CI, confidence interval; IMTCGS, International Medullary Thyroid Carcinoma Grading System. Values in bold represent statistically significant differences.

IMTCGS high-grade was also significantly associated with a shorter TTI in univariate analysis (HR = 3.07; [CI: 1.8 to 5.26]; p < 0.001), with a median TTI of 1.0 year [CI: 0.6 to 1.6] in high-grade patients versus 4.8 years [CI: 2.7 to not estimable] in low-grade patients (Fig. 2D). In a multivariable Cox regression model, both IMTCGS high-grade (HR = 3.5; [CI: 1.74 to 7.06]; p < 0.001) and bone metastases (HR = 2.42; [CI: 1.26 to 4.65]; p = 0.008) were independently associated with a shorter TTI (Table 4). To further assess the prognostic relevance of the IMTCGS in patients who initiated systemic treatment, OS was compared between patients with IMTCGS low-grade (n = 19) and high-grade (n = 56) from the start of systemic treatment. No significant difference in OS was observed between the two groups (2.8 vs. 3.89 years, respectively; HR = 1.06; [CI: 0.57 to 1.96]; p = 0.865).

Table 4.

Multivariable Analysis of Prognostic Factors for Time to Treatment Initiation

	Time to treatment initiation
Variable	Hazard ratio [CI]	p
IMTGCS; high	3.5 [1.74–7.06]	<0.001
Age at distant metastases diagnosis	1 [0.98–1.02]	0.926
Primary tumor size	1 [0.99–1.02]	0.907
Extrathyroidal extension; gross	1.39 [0.64–3.03]	0.403
Vascular invasion; extensive	1.02 [0.51–2.04]	0.954
Synchronous distant metastases; yes	1.23 [0.67–2.27]	0.507
Bone metastases; yes	2.42 [1.26–4.65]	0.008
Number of metastatic sites per patient >2	0.71 [0.36–1.39]	0.318

CI, confidence interval; IMTCGS, International Medullary Thyroid Carcinoma Grading System. Values in bold represent statistically significant differences.

Discussion

We analyzed 99 consecutive patients with metastatic MTC to investigate whether the IMTCGS could serve as a prognostic factor for survival in advanced disease. For the first time, we found that IMTCGS high-grade was independently associated with worse OS and DSS, compared with low-grade, in this subset of MTC patients. High-grade IMTCGS status was also associated with more aggressive tumor characteristics, a higher likelihood of initiating systemic treatment, and a shorter interval between metastasis diagnosis and systemic treatment initiation, all parameters supporting its prognostic relevance. Establishing IMTCGS as an independent prognostic factor marks a significant step toward more tailored management of patients with metastatic MTC, potentially guiding both follow-up strategies and therapeutic decisions.

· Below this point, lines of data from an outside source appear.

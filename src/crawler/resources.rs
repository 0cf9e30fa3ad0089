//! Resource fetchers for the three record kinds
//!
//! Every kind is one list request per page. Posts and comments come back
//! complete; the people list only carries identifiers, which are handed to
//! the detail enricher.

use crate::config::Config;
use crate::crawler::enricher::{DetailEnricher, DetailSource, FailedDetail};
use crate::crawler::fetcher::{FetchClient, FetchResponse};
use crate::model::{Comment, ListEnvelope, PageRequest, Person, PersonRef, Post, Record, ResourceKind};
use crate::HarvestError;
use async_trait::async_trait;
use serde::de::DeserializeOwned;
use url::Url;

/// Records retrieved for one (page, kind) unit
#[derive(Debug, Clone, Default)]
pub struct PageFetch {
    pub records: Vec<Record>,

    /// People whose detail lookup failed; always empty for posts and comments
    pub missing: Vec<FailedDetail>,
}

/// Source of pages for the coordinator
#[async_trait]
pub trait PageSource: Send + Sync {
    async fn fetch_page(&self, request: PageRequest) -> Result<PageFetch, HarvestError>;
}

/// Client for the remote data source
#[derive(Clone)]
pub struct SourceApi {
    client: FetchClient,
    base_url: Url,
    page_size: u32,
    enricher: DetailEnricher,
}

impl SourceApi {
    pub fn new(client: FetchClient, base_url: Url, page_size: u32, enricher: DetailEnricher) -> Self {
        Self {
            client,
            base_url,
            page_size,
            enricher,
        }
    }

    /// Builds the API client from configuration
    pub fn from_config(config: &Config) -> Result<Self, HarvestError> {
        let client = FetchClient::from_config(config)?;
        let base_url = Url::parse(&config.source.base_url)?;
        let enricher = DetailEnricher::new(config.pipeline.max_concurrent_details as usize);
        Ok(Self::new(client, base_url, config.source.page_size, enricher))
    }

    /// `GET /user?page=P&limit=L`, then one detail lookup per identifier
    pub async fn fetch_people(&self, page: u32) -> Result<PageFetch, HarvestError> {
        let url = self.list_url(ResourceKind::Person, page)?;
        let refs: Vec<PersonRef> = self.fetch_list(&url).await?;

        let ids = refs.into_iter().map(|r| r.id).collect();
        let enrichment = self.enricher.enrich(self, ids).await;

        Ok(PageFetch {
            records: enrichment.people.into_iter().map(Record::from).collect(),
            missing: enrichment.failed,
        })
    }

    /// `GET /post?page=P&limit=L`
    pub async fn fetch_posts(&self, page: u32) -> Result<Vec<Post>, HarvestError> {
        let url = self.list_url(ResourceKind::Post, page)?;
        self.fetch_list(&url).await
    }

    /// `GET /comment?page=P&limit=L`
    pub async fn fetch_comments(&self, page: u32) -> Result<Vec<Comment>, HarvestError> {
        let url = self.list_url(ResourceKind::Comment, page)?;
        self.fetch_list(&url).await
    }

    /// `GET /user/{id}`
    pub async fn fetch_person(&self, id: &str) -> Result<Person, HarvestError> {
        let url = self.endpoint_url(&[ResourceKind::Person.endpoint(), id])?;
        let response = self.client.get(&url).await?;
        decode(&url, &response)
    }

    async fn fetch_list<T: DeserializeOwned>(&self, url: &Url) -> Result<Vec<T>, HarvestError> {
        let response = self.client.get(url).await?;
        let envelope: ListEnvelope<T> = decode(url, &response)?;
        Ok(envelope.data)
    }

    fn list_url(&self, kind: ResourceKind, page: u32) -> Result<Url, HarvestError> {
        let mut url = self.endpoint_url(&[kind.endpoint()])?;
        url.query_pairs_mut()
            .append_pair("page", &page.to_string())
            .append_pair("limit", &self.page_size.to_string());
        Ok(url)
    }

    /// Appends path segments to the base URL, keeping any base path
    fn endpoint_url(&self, segments: &[&str]) -> Result<Url, HarvestError> {
        let mut url = self.base_url.clone();
        url.set_query(None);
        url.path_segments_mut()
            .map_err(|_| url::ParseError::RelativeUrlWithCannotBeABaseBase)?
            .pop_if_empty()
            .extend(segments);
        Ok(url)
    }
}

/// Decodes a JSON body. Decode errors are final and never retried.
fn decode<T: DeserializeOwned>(url: &Url, response: &FetchResponse) -> Result<T, HarvestError> {
    serde_json::from_str(&response.body).map_err(|source| {
        tracing::debug!(url = %url, status = response.status, "Response body did not decode");
        HarvestError::Decode {
            url: url.to_string(),
            source,
        }
    })
}

#[async_trait]
impl DetailSource for SourceApi {
    async fn fetch_detail(&self, id: &str) -> Result<Person, HarvestError> {
        self.fetch_person(id).await
    }
}

#[async_trait]
impl PageSource for SourceApi {
    async fn fetch_page(&self, request: PageRequest) -> Result<PageFetch, HarvestError> {
        match request.kind {
            ResourceKind::Person => self.fetch_people(request.page).await,
            ResourceKind::Post => Ok(PageFetch {
                records: self
                    .fetch_posts(request.page)
                    .await?
                    .into_iter()
                    .map(Record::from)
                    .collect(),
                missing: Vec::new(),
            }),
            ResourceKind::Comment => Ok(PageFetch {
                records: self
                    .fetch_comments(request.page)
                    .await?
                    .into_iter()
                    .map(Record::from)
                    .collect(),
                missing: Vec::new(),
            }),
        }
    }
}

#[cfg(test)]
mod tests {
    use super::*;
    use crate::config::RetryConfig;
    use crate::crawler::transport::{RequestHeaders, ReqwestTransport};
    use std::sync::Arc;
    use std::time::Duration;

    fn api(base: &str) -> SourceApi {
        let client = FetchClient::new(
            Arc::new(ReqwestTransport::new(reqwest::Client::new())),
            RequestHeaders {
                app_id: "test-app".to_string(),
                user_agent: "TestAgent/1.0".to_string(),
            },
            RetryConfig::fixed(1, Duration::ZERO),
        );
        SourceApi::new(client, Url::parse(base).unwrap(), 10, DetailEnricher::new(4))
    }

    #[test]
    fn test_list_url_keeps_base_path() {
        let posts_api = api("https://dummyapi.io/data/v1");
        let url = posts_api.list_url(ResourceKind::Post, 3).unwrap();
        assert_eq!(url.as_str(), "https://dummyapi.io/data/v1/post?page=3&limit=10");

        let people_api = api("https://dummyapi.io/data/v1/");
        let url = people_api.list_url(ResourceKind::Person, 1).unwrap();
        assert_eq!(url.as_str(), "https://dummyapi.io/data/v1/user?page=1&limit=10");
    }

    #[test]
    fn test_detail_url() {
        let detail_api = api("http://127.0.0.1:8080");
        let url = detail_api
            .endpoint_url(&[ResourceKind::Person.endpoint(), "60d0fe4f5311236168a109ca"])
            .unwrap();
        assert_eq!(url.as_str(), "http://127.0.0.1:8080/user/60d0fe4f5311236168a109ca");
    }

    #[test]
    fn test_decode_error_carries_url() {
        let url = Url::parse("http://127.0.0.1/post?page=1&limit=10").unwrap();
        let response = FetchResponse {
            status: 404,
            body: "{\"error\":\"PATH_NOT_FOUND\"}".to_string(),
            attempts: 1,
        };

        let err = decode::<ListEnvelope<Post>>(&url, &response).unwrap_err();
        match err {
            HarvestError::Decode { url, .. } => assert!(url.ends_with("/post?page=1&limit=10")),
            other => panic!("unexpected error: {}", other),
        }
    }
}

Importantly, patients with metastatic MTC and a Ki-67 index ≥20% in the primary tumor—representing 20% of our cohort—had significantly worse OS compared with patients with Ki-67 index <20%, in line with observations reported in other neuroendocrine neoplasms.^10,11 Based on our findings, we suggest that patients with a Ki-67 index ≥20% may benefit from a more intensive follow-up. A clinically meaningful difference in OS, though not statistically significant, was observed between patients with Ki-67 index <5% (10.5 years) and those with IMTCGS high-grade tumors and Ki-67 index between 5% and 19% (6.5 years), suggesting that the optimal grade categorization may require further validation in larger cohorts of patients with stage IV MTC.

The development of distant metastases marks a critical turning point from a locoregional to a systemic disease and shifts the treatment goal from cure to palliation. In our study, we used the time of distant metastases diagnosis as the baseline reference. While synchronous metastases may imply faster disease progression, the typically indolent course of MTC makes this assumption uncertain. The presence of synchronous distant metastases was not independently associated with survival outcomes. Furthermore, there was no significant difference in the proportion of patients with synchronous distant metastases between the IMTCGS low-grade and high-grade groups. Notably, patients with low-grade tumors demonstrated better outcomes than those with high-grade even when OS, DSS, and TTI were calculated from the date of primary tumor diagnosis (data not shown; p < 0.05 for all comparisons). Importantly, we found that bone metastases were independently associated with worse survival, consistent with previously published findings.²²

The tumor mutational status was available in approximately half of the patients, as genetic profiling was not routine prior to the availability of selective RET inhibitors. The RET-M918T mutation was not associated with worse survival compared with other RET mutations. However, its prognostic significance was assessed solely against other RET mutations, as the number of RET wild-type tumors was insufficient for analysis. The use of selective RET inhibitors may have impacted this result; however, the proportion of treated patients was similar between those with RET-M918T and other RET mutations, and the distribution of RET-M918T was similar between IMTCGS low- and high-grade cases. Notably, the prognostic significance of the IMTCGS has been shown to be independent of RET mutation status.⁷ This finding aligns with data from phase 3 trials in metastatic MTC, where RET somatic mutations had no prognostic impact in placebo arms.²³ RAS mutations were identified in only 6% of tumors, all classified as IMTCGS low-grade, supporting previous evidence that RAS-mutated MTC tends to follow a less aggressive clinical course.^8,24 Interestingly, a shorter calcitonin doubling time was observed in a subgroup of high-grade MTC patients. However, the sample size was too limited for meaningful conclusions.

As expected, the IMTCGS was strongly and independently associated with TTI. Changes in treatment availability and evolving clinical practices over time may have influenced the timing of systemic therapy initiation. However, both IMTCGS low-grade and high-grade patient groups were managed uniformly using the same decision-making criteria, ensuring consistency throughout the study period. By contrast, no survival difference was observed between IMTCGS high- and low-grade patients when measured from systemic treatment initiation. This finding supports the role of IMTCGS as a prognostic rather than a predictive factor.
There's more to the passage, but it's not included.